• [Task item]: Please output exactly the part of the records below that opens with the line containing "#[derive(Debug, Clone, Default, Serialize, Deserialize)]" and closes with the line containing "added to the score.", both lines included, and nothing else.
########
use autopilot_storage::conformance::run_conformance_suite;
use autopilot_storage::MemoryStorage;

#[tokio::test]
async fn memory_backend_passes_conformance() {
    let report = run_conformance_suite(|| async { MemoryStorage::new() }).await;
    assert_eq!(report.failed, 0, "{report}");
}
########
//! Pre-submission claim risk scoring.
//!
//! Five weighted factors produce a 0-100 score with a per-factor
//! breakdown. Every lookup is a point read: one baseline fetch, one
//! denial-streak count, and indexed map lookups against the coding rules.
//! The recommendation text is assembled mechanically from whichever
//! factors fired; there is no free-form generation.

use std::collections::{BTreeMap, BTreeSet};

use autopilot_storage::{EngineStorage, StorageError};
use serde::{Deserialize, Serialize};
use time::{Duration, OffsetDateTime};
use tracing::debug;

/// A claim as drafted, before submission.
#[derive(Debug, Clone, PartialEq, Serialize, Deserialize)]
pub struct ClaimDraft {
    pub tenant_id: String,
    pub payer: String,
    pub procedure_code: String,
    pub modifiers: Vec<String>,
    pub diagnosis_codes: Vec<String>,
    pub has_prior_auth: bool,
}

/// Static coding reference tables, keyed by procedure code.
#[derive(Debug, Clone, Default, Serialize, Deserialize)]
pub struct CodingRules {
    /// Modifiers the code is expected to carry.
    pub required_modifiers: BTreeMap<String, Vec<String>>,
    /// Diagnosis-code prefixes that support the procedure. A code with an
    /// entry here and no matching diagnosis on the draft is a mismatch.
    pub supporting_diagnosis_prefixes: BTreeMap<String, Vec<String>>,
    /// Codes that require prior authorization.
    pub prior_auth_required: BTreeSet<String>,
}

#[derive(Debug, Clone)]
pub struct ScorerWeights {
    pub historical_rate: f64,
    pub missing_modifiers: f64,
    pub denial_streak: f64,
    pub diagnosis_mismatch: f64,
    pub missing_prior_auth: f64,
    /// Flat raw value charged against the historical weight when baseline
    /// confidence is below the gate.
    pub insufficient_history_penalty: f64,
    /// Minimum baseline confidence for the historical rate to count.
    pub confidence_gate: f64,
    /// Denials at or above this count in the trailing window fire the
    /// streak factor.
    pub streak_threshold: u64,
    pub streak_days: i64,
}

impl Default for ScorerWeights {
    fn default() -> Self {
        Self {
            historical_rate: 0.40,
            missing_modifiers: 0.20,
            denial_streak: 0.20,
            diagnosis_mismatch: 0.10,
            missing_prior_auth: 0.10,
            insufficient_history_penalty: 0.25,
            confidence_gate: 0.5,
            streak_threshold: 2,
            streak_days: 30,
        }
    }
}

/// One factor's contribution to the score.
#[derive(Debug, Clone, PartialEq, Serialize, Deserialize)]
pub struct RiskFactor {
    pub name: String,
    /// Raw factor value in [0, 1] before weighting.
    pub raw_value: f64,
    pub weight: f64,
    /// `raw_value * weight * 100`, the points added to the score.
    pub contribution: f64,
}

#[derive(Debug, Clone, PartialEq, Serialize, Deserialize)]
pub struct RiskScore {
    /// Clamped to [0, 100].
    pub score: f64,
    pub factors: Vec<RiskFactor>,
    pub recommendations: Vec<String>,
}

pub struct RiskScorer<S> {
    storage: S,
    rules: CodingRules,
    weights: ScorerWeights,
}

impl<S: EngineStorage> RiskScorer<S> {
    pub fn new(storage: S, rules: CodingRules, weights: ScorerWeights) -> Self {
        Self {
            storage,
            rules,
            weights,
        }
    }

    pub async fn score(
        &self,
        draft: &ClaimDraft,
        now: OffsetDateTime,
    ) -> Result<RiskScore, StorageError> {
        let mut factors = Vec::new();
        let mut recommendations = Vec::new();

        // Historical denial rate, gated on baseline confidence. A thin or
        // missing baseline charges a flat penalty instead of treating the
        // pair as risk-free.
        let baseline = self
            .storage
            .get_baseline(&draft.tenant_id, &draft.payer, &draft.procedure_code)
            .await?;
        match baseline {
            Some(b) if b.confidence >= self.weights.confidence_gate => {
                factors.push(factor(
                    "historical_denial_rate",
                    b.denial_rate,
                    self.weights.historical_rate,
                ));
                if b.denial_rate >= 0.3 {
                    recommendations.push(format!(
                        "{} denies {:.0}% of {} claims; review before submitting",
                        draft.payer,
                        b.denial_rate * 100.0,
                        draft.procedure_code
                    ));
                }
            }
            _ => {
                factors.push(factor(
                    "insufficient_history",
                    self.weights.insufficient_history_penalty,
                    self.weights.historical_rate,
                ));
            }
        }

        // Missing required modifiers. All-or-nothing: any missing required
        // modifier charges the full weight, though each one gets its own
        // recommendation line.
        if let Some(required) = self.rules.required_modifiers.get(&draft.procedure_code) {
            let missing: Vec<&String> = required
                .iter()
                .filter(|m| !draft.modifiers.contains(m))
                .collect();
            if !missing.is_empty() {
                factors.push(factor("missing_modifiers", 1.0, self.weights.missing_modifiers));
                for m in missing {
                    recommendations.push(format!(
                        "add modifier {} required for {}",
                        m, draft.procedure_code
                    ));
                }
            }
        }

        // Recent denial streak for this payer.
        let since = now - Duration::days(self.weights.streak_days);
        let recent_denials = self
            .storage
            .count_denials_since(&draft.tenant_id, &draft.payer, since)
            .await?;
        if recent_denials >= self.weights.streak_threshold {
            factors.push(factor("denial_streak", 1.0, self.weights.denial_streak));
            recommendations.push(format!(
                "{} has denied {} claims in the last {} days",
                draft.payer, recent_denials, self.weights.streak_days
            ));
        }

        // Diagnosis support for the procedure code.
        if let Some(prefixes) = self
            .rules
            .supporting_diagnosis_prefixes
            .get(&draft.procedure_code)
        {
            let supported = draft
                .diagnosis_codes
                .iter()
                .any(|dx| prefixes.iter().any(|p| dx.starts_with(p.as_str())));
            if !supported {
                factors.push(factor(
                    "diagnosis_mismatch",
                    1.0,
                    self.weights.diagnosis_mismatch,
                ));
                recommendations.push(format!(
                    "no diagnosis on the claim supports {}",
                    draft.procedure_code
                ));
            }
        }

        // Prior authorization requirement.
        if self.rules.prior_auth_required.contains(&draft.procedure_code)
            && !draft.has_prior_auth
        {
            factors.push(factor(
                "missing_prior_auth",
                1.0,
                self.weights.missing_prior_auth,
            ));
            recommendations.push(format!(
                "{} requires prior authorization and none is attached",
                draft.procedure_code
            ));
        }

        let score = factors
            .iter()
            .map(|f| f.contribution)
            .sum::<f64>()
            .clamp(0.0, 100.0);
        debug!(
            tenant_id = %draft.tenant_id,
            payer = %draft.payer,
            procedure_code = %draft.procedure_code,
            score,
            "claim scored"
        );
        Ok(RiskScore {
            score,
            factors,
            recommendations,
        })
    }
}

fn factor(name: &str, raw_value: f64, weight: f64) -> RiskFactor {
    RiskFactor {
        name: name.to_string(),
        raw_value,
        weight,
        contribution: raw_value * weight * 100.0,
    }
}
########
• [Finished exercise]:
#[derive(Debug, Clone, Default, Serialize, Deserialize)]
pub struct CodingRules {
    /// Modifiers the code is expected to carry.
    pub required_modifiers: BTreeMap<String, Vec<String>>,
    /// Diagnosis-code prefixes that support the procedure. A code with an
    /// entry here and no matching diagnosis on the draft is a mismatch.
    pub supporting_diagnosis_prefixes: BTreeMap<String, Vec<String>>,
    /// Codes that require prior authorization.
    pub prior_auth_required: BTreeSet<String>,
}

#[derive(Debug, Clone)]
pub struct ScorerWeights {
    pub historical_rate: f64,
    pub missing_modifiers: f64,
    pub denial_streak: f64,
    pub diagnosis_mismatch: f64,
    pub missing_prior_auth: f64,
    /// Flat raw value charged against the historical weight when baseline
    /// confidence is below the gate.
    pub insufficient_history_penalty: f64,
    /// Minimum baseline confidence for the historical rate to count.
    pub confidence_gate: f64,
    /// Denials at or above this count in the trailing window fire the
    /// streak factor.
    pub streak_threshold: u64,
    pub streak_days: i64,
}

impl Default for ScorerWeights {
    fn default() -> Self {
        Self {
            historical_rate: 0.40,
            missing_modifiers: 0.20,
            denial_streak: 0.20,
            diagnosis_mismatch: 0.10,
            missing_prior_auth: 0.10,
            insufficient_history_penalty: 0.25,
            confidence_gate: 0.5,
            streak_threshold: 2,
            streak_days: 30,
        }
    }
}

/// One factor's contribution to the score.
#[derive(Debug, Clone, PartialEq, Serialize, Deserialize)]
pub struct RiskFactor {
    pub name: String,
    /// Raw factor value in [0, 1] before weighting.
    pub raw_value: f64,
    pub weight: f64,
    /// `raw_value * weight * 100`, the points added to the score.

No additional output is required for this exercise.